Operator: And our next question coming from the line of Li Watsek from Cantor.
Li Watsek: Maybe just one on AFM13. Maybe clarify if you had additional interactions with FDA regarding your R&D filings since your pre-IND meeting? And what are the remaining steps that you have to go through to have it filed?
Adi Hoess: Wolfgang, do you want to take this question?
Wolfgang Fischer: Yes, I can take that question. Thank you. So first of all, we have the pre-IND right which — where we got feedback early in January and we got constructive feedback. We had 1 or 2 clarifying questions for the FDA and we got responses. And with this constructive feedback, right, we are currently working on the documents to submit the IND, as we said, in the first half of this year. And as Andres already mentioned before, the feedback has been very positive and constructive. So we’re looking into — and we didn’t see any road block and now we are preparing to submit.
Li Watsek: Okay. And then maybe a question on AFM28. Since now you have R&D clarity for European countries and have been rolling patients. Maybe just update us on maybe how the enrollment is ongoing? And it seems like you can make a pretty quick at response rate AML patients. So any chance that we might see some data this year?
Adi Hoess: Andreas?
Andreas Harstrick: Yes. As we said, we have CTA clearance. The study is open for enrollment. So we are just starting enrollment. There, of course, we cannot say anything about what we have seen so far. And then we have not given clear or detailed guidance about the data releases. This will come once we see the initial enrollment of these patients.
Operator: And our next question coming from the line of .

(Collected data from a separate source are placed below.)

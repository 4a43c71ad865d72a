//! Error types for the range slider.

use crate::thumb::Thumb;
use rangeslider_core::ColorParseError;
use thiserror::Error;

/// Invalid or unusable value range.
#[derive(Debug, Clone, Copy, PartialEq, Error)]
pub enum RangeError {
    /// `min == max`, so no ratio can be computed.
    #[error("degenerate range: minimum and maximum are both {0}")]
    Degenerate(f32),

    /// `min > max`.
    #[error("inverted range: minimum {min} is greater than maximum {max}")]
    Inverted {
        /// Configured minimum
        min: f32,
        /// Configured maximum
        max: f32,
    },

    /// Negative or NaN step.
    #[error("invalid step {0}: must be zero or positive")]
    InvalidStep(f32),

    /// NaN or infinite bound.
    #[error("range bounds must be finite")]
    NonFinite,
}

/// Failure to load or apply a slider configuration.
#[derive(Debug, Error)]
pub enum ConfigError {
    /// Malformed JSON document.
    #[error("invalid JSON config: {0}")]
    Json(#[from] serde_json::Error),

    /// Malformed TOML document.
    #[error("invalid TOML config: {0}")]
    Toml(#[from] toml::de::Error),

    /// Unparseable tint color.
    #[error("invalid color {value:?}: {source}")]
    Color {
        /// The offending string
        value: String,
        /// Parse failure
        #[source]
        source: ColorParseError,
    },

    /// Range bounds or step rejected.
    #[error(transparent)]
    Range(#[from] RangeError),

    /// Touch target with a negative or non-finite dimension.
    #[error("invalid thumb touch size {width}x{height}")]
    TouchSize {
        /// Configured width
        width: f32,
        /// Configured height
        height: f32,
    },

    /// NaN or infinite thumb value.
    #[error("{thumb:?} thumb value {value} is not finite")]
    ThumbValue {
        /// Offending thumb
        thumb: Thumb,
        /// Configured value
        value: f32,
    },

    /// Thumb with a negative or non-finite dimension.
    #[error("invalid thumb size {width}x{height}")]
    ThumbSize {
        /// Configured width
        width: f32,
        /// Configured height
        height: f32,
    },

    /// Negative or non-finite track height.
    #[error("invalid track height {0}")]
    TrackHeight(f32),
}
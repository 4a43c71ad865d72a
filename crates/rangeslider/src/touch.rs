//! Thumb touch targets.
//!
//! A thumb can be visually small while its touch target stays large. The
//! touch target has the same center as the visible thumb; the amount by
//! which it exceeds the visible element (the overflow) also pads the
//! touch-capture surface so targets near the widget edges are not clipped.
//!
//! Touch rectangles are expressed in touch-surface-local coordinates: the
//! surface is the container outset by half the overflow on every side.

use rangeslider_core::{Point, Rect, Size};

/// Per-axis amount by which the touch target exceeds the visible element.
///
/// Each component is `max(0, touch - visible)`; half of it lands on each side.
#[must_use]
pub fn touch_overflow(touch_size: Size, visible_size: Size) -> Size {
    touch_size.excess_over(&visible_size)
}

/// Touch-capture surface in the container's coordinate space.
#[must_use]
pub fn touch_surface(container: Rect, overflow: Size) -> Rect {
    container.outset(overflow.width / 2.0, overflow.height / 2.0)
}

/// Geometry needed to place a thumb's touch rectangle.
#[derive(Debug, Clone, Copy, PartialEq)]
pub struct TouchGeometry {
    /// Measured container size
    pub container: Size,
    /// Measured visible thumb size
    pub thumb: Size,
    /// Configured touch target size
    pub touch_size: Size,
}

impl TouchGeometry {
    /// Overflow of the touch target.
    ///
    /// Horizontally the target is compared with the thumb; vertically with
    /// the container, since the capture surface spans the container height.
    #[must_use]
    pub fn overflow(&self) -> Size {
        touch_overflow(
            self.touch_size,
            Size::new(self.thumb.width, self.container.height),
        )
    }

    /// Touch rectangle for a thumb whose left edge is at `thumb_offset`.
    ///
    /// Surface-local coordinates.
    #[must_use]
    pub fn thumb_touch_rect(&self, thumb_offset: f32) -> Rect {
        let overflow = self.overflow();
        Rect::new(
            overflow.width / 2.0
                + thumb_offset
                + (self.thumb.width - self.touch_size.width) / 2.0,
            overflow.height / 2.0 + (self.container.height - self.touch_size.height) / 2.0,
            self.touch_size.width,
            self.touch_size.height,
        )
    }

    /// Whether a surface-local point hits the thumb at `thumb_offset`.
    #[must_use]
    pub fn hit_test(&self, thumb_offset: f32, point: Point) -> bool {
        self.thumb_touch_rect(thumb_offset).contains_point(&point)
    }
}

#[cfg(test)]
mod tests {
    use super::*;
    use proptest::prelude::*;

    fn geometry() -> TouchGeometry {
        TouchGeometry {
            container: Size::new(300.0, 20.0),
            thumb: Size::square(20.0),
            touch_size: Size::square(40.0),
        }
    }

    #[test]
    fn test_overflow_twenty_vs_forty() {
        let overflow = touch_overflow(Size::square(40.0), Size::square(20.0));
        assert_eq!(overflow, Size::square(20.0));
        // Split evenly: 10 on each side
        assert_eq!(overflow.width / 2.0, 10.0);
        assert_eq!(overflow.height / 2.0, 10.0);
    }

    #[test]
    fn test_overflow_never_negative() {
        let overflow = touch_overflow(Size::square(10.0), Size::new(20.0, 5.0));
        assert_eq!(overflow, Size::new(0.0, 5.0));
    }

    #[test]
    fn test_geometry_overflow_uses_container_height() {
        let tall = TouchGeometry {
            container: Size::new(300.0, 40.0),
            ..geometry()
        };
        assert_eq!(tall.overflow(), Size::new(20.0, 0.0));
    }

    #[test]
    fn test_touch_surface_outsets_container() {
        let surface = touch_surface(Rect::new(0.0, 0.0, 300.0, 20.0), Size::square(20.0));
        assert_eq!(surface, Rect::new(-10.0, -10.0, 320.0, 40.0));
    }

    #[test]
    fn test_thumb_touch_rect_centered_on_thumb() {
        let g = geometry();
        let rect = g.thumb_touch_rect(50.0);
        // 10 (overflow/2) + 50 + (20 - 40)/2
        assert_eq!(rect, Rect::new(50.0, 0.0, 40.0, 40.0));
        // Thumb center in surface space is 10 + 50 + 10 = 70
        assert_eq!(rect.center().x, 70.0);
        assert_eq!(rect.center().y, 20.0);
    }

    #[test]
    fn test_hit_test_edges_inclusive() {
        let g = geometry();
        assert!(g.hit_test(50.0, Point::new(50.0, 0.0)));
        assert!(g.hit_test(50.0, Point::new(90.0, 40.0)));
        assert!(!g.hit_test(50.0, Point::new(49.0, 20.0)));
        assert!(!g.hit_test(50.0, Point::new(91.0, 20.0)));
        assert!(!g.hit_test(50.0, Point::new(70.0, 41.0)));
        assert!(!g.hit_test(50.0, Point::new(70.0, -1.0)));
    }

    #[test]
    fn test_thumb_touch_rect_at_edge_stays_on_surface() {
        let g = geometry();
        let rect = g.thumb_touch_rect(0.0);
        assert_eq!(rect.x, 0.0);
        let rect = g.thumb_touch_rect(280.0);
        let surface = touch_surface(Rect::from_size(g.container), g.overflow());
        assert_eq!(rect.right(), surface.width);
    }

    proptest! {
        #[test]
        fn prop_touch_rect_contains_thumb_center(
            offset in 0.0f32..500.0,
            thumb in 1.0f32..60.0,
            touch in 1.0f32..80.0,
            height in 1.0f32..60.0,
        ) {
            let g = TouchGeometry {
                container: Size::new(600.0, height),
                thumb: Size::square(thumb),
                touch_size: Size::square(touch),
            };
            let overflow = g.overflow();
            let center = Point::new(
                overflow.width / 2.0 + offset + thumb / 2.0,
                overflow.height / 2.0 + height / 2.0,
            );
            prop_assert!(g.hit_test(offset, center));
        }
    }
}
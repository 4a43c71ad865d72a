//! Animation primitives: easing curves, spring physics and timed transitions.
//!
//! Everything here is advanced explicitly with `update(dt)` (seconds), so the
//! host's frame scheduler stays in charge of when animations run.

use serde::{Deserialize, Serialize};

// =============================================================================
// Easing
// =============================================================================

/// Standard easing functions for animations.
#[derive(Debug, Clone, Copy, PartialEq, Eq, Default, Serialize, Deserialize)]
#[serde(rename_all = "snake_case")]
pub enum Easing {
    /// Linear interpolation (no easing)
    Linear,
    /// Ease in (slow start)
    EaseIn,
    /// Ease out (slow end)
    EaseOut,
    /// Ease in and out (slow start and end)
    #[default]
    EaseInOut,
    /// Cubic ease in and out
    CubicInOut,
}

impl Easing {
    /// Apply easing function to a normalized time value (0.0 to 1.0).
    #[must_use]
    pub fn apply(self, t: f64) -> f64 {
        let t = t.clamp(0.0, 1.0);
        match self {
            Self::Linear => t,
            Self::EaseIn => t * t,
            Self::EaseOut => (1.0 - t).mul_add(-(1.0 - t), 1.0),
            Self::EaseInOut => {
                if t < 0.5 {
                    2.0 * t * t
                } else {
                    1.0 - (-2.0f64).mul_add(t, 2.0).powi(2) / 2.0
                }
            }
            Self::CubicInOut => {
                if t < 0.5 {
                    4.0 * t * t * t
                } else {
                    1.0 - (-2.0f64).mul_add(t, 2.0).powi(3) / 2.0
                }
            }
        }
    }
}

// =============================================================================
// SpringConfig
// =============================================================================

/// Spring physics configuration.
#[derive(Debug, Clone, Copy, PartialEq, Serialize, Deserialize)]
pub struct SpringConfig {
    /// Mass of the object (affects inertia)
    pub mass: f64,
    /// Stiffness of the spring (affects speed)
    pub stiffness: f64,
    /// Damping coefficient (affects bounciness)
    pub damping: f64,
}

impl Default for SpringConfig {
    fn default() -> Self {
        Self::from_tension_friction(100.0, 7.0)
    }
}

impl SpringConfig {
    /// Create custom spring config.
    #[must_use]
    pub const fn custom(mass: f64, stiffness: f64, damping: f64) -> Self {
        Self {
            mass,
            stiffness,
            damping,
        }
    }

    /// Build a unit-mass spring from Origami-style tension/friction values.
    ///
    /// Tension maps to stiffness as `(tension - 30) * 3.62 + 194` and friction
    /// to damping as `(friction - 8) * 3 + 25`.
    #[must_use]
    pub fn from_tension_friction(tension: f64, friction: f64) -> Self {
        let stiffness = (tension - 30.0).mul_add(3.62, 194.0);
        let damping = (friction - 8.0).mul_add(3.0, 25.0);
        Self::custom(1.0, stiffness.max(0.0), damping.max(0.0))
    }
}

// =============================================================================
// Spring
// =============================================================================

/// A spring-animated value.
#[derive(Debug, Clone)]
pub struct Spring {
    /// Current value
    pub value: f64,
    /// Target value
    pub target: f64,
    /// Current velocity
    pub velocity: f64,
    /// Spring configuration
    pub config: SpringConfig,
    /// Whether animation is complete
    pub at_rest: bool,
    /// Precision threshold for settling
    pub precision: f64,
}

impl Spring {
    /// Longest single integration step, in seconds.
    pub const MAX_SUBSTEP: f64 = 1.0 / 120.0;

    /// Create a new spring resting at an initial value.
    #[must_use]
    pub fn new(initial: f64) -> Self {
        Self {
            value: initial,
            target: initial,
            velocity: 0.0,
            config: SpringConfig::default(),
            at_rest: true,
            precision: 0.001,
        }
    }

    /// Set spring configuration.
    #[must_use]
    pub const fn with_config(mut self, config: SpringConfig) -> Self {
        self.config = config;
        self
    }

    /// Set target value.
    pub fn set_target(&mut self, target: f64) {
        if (self.target - target).abs() > f64::EPSILON {
            self.target = target;
            self.at_rest = false;
        }
    }

    /// Update spring physics for a time step (dt in seconds).
    ///
    /// Long frames are integrated in substeps of at most
    /// [`Self::MAX_SUBSTEP`] so the integration stays stable.
    pub fn update(&mut self, dt: f64) {
        if self.at_rest || !dt.is_finite() || dt <= 0.0 {
            return;
        }

        let steps = (dt / Self::MAX_SUBSTEP).ceil().max(1.0);
        let h = dt / steps;
        for _ in 0..steps as u64 {
            self.integrate(h);
            if self.at_rest {
                break;
            }
        }
    }

    fn integrate(&mut self, h: f64) {
        let displacement = self.value - self.target;
        let spring_force = -self.config.stiffness * displacement;
        let damping_force = -self.config.damping * self.velocity;
        let acceleration = (spring_force + damping_force) / self.config.mass;

        // Semi-implicit Euler
        self.velocity += acceleration * h;
        self.value += self.velocity * h;

        if (self.value - self.target).abs() < self.precision && self.velocity.abs() < self.precision
        {
            self.value = self.target;
            self.velocity = 0.0;
            self.at_rest = true;
        }
    }
}

// =============================================================================
// EasedValue
// =============================================================================

/// A fixed-duration transition following an easing curve.
#[derive(Debug, Clone)]
pub struct EasedValue {
    /// Start value
    pub from: f64,
    /// End value
    pub to: f64,
    /// Total duration in seconds
    pub duration: f64,
    /// Time to wait before the transition starts, in seconds
    pub delay: f64,
    /// Elapsed time including the delay
    pub elapsed: f64,
    /// Easing function
    pub easing: Easing,
}

impl EasedValue {
    /// Create new eased animation.
    #[must_use]
    pub fn new(from: f64, to: f64, duration: f64) -> Self {
        Self {
            from,
            to,
            duration: duration.max(0.0),
            delay: 0.0,
            elapsed: 0.0,
            easing: Easing::EaseInOut,
        }
    }

    /// Set easing function.
    #[must_use]
    pub const fn with_easing(mut self, easing: Easing) -> Self {
        self.easing = easing;
        self
    }

    /// Delay the start of the transition.
    #[must_use]
    pub fn with_delay(mut self, delay: f64) -> Self {
        self.delay = delay.max(0.0);
        self
    }

    /// Progress from 0.0 to 1.0, ignoring the delay period.
    #[must_use]
    pub fn progress(&self) -> f64 {
        let active = (self.elapsed - self.delay).max(0.0);
        if self.duration > 0.0 {
            (active / self.duration).clamp(0.0, 1.0)
        } else if self.elapsed >= self.delay {
            1.0
        } else {
            0.0
        }
    }

    /// Get current value.
    #[must_use]
    pub fn value(&self) -> f64 {
        let eased = self.easing.apply(self.progress());
        (self.to - self.from).mul_add(eased, self.from)
    }

    /// Whether animation is complete.
    #[must_use]
    pub fn is_complete(&self) -> bool {
        self.elapsed >= self.delay + self.duration
    }

    /// Update animation.
    pub fn update(&mut self, dt: f64) {
        self.elapsed = (self.elapsed + dt.max(0.0)).min(self.delay + self.duration);
    }
}

// =============================================================================
// AnimatedValue
// =============================================================================

/// An in-flight animation driven by either easing or spring physics.
#[derive(Debug, Clone)]
pub enum AnimatedValue {
    /// Easing-based animation
    Eased(EasedValue),
    /// Spring physics animation
    Spring(Spring),
}

impl AnimatedValue {
    /// Get current value.
    #[must_use]
    pub fn value(&self) -> f64 {
        match self {
            Self::Eased(e) => e.value(),
            Self::Spring(s) => s.value,
        }
    }

    /// Value the animation is heading towards.
    #[must_use]
    pub fn target(&self) -> f64 {
        match self {
            Self::Eased(e) => e.to,
            Self::Spring(s) => s.target,
        }
    }

    /// Whether animation is complete.
    #[must_use]
    pub fn is_complete(&self) -> bool {
        match self {
            Self::Eased(e) => e.is_complete(),
            Self::Spring(s) => s.at_rest,
        }
    }

    /// Update animation for a time step.
    pub fn update(&mut self, dt: f64) {
        match self {
            Self::Eased(e) => e.update(dt),
            Self::Spring(s) => s.update(dt),
        }
    }
}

Unidentified Analyst: Again, on AFM13 203 study, I just like to know what — how many sites you are planning at this point? And what would be the overall goal in terms of just bridging the earlier study? Or you anticipate more in terms of potential status, for example, phases of the study, whether that will lead into more advanced trials? And I have a follow-up.
Adi Hoess: Wolfgang, do you want to take that?
Wolfgang Fischer: Yes, I can take that. Thank you. So a number of sites. We are working with the several side. So I do not have the exact number on the top of my head. But it’s about 12 to 15, I recall that correctly. And the objective of our trial is to confirm what we have seen in the MDS trial. This is — we are convinced and we see that the AB-101 cell is a good cell which works very well with AFM13. We have seen that in all our preclinical studies, demonstrating that. So it’s to confirm what we have seen at the end of the year.
Unidentified Analyst: Okay, great. Maybe the follow-up here is that in terms of AFM28 and prepared statement indicate that subsequently, you will use added to an NK combo study. I’m just curious in this case, would that be AB-101? Or you have other options or has not been determined in advance?
Adi Hoess: Yes, exactly. So we have not announced it, let’s put it this way. And in the moment, we’re following how AFM28 is now performing in the clinic. And then , we’re going to make the next decision on how that’s all going and which cell we are using.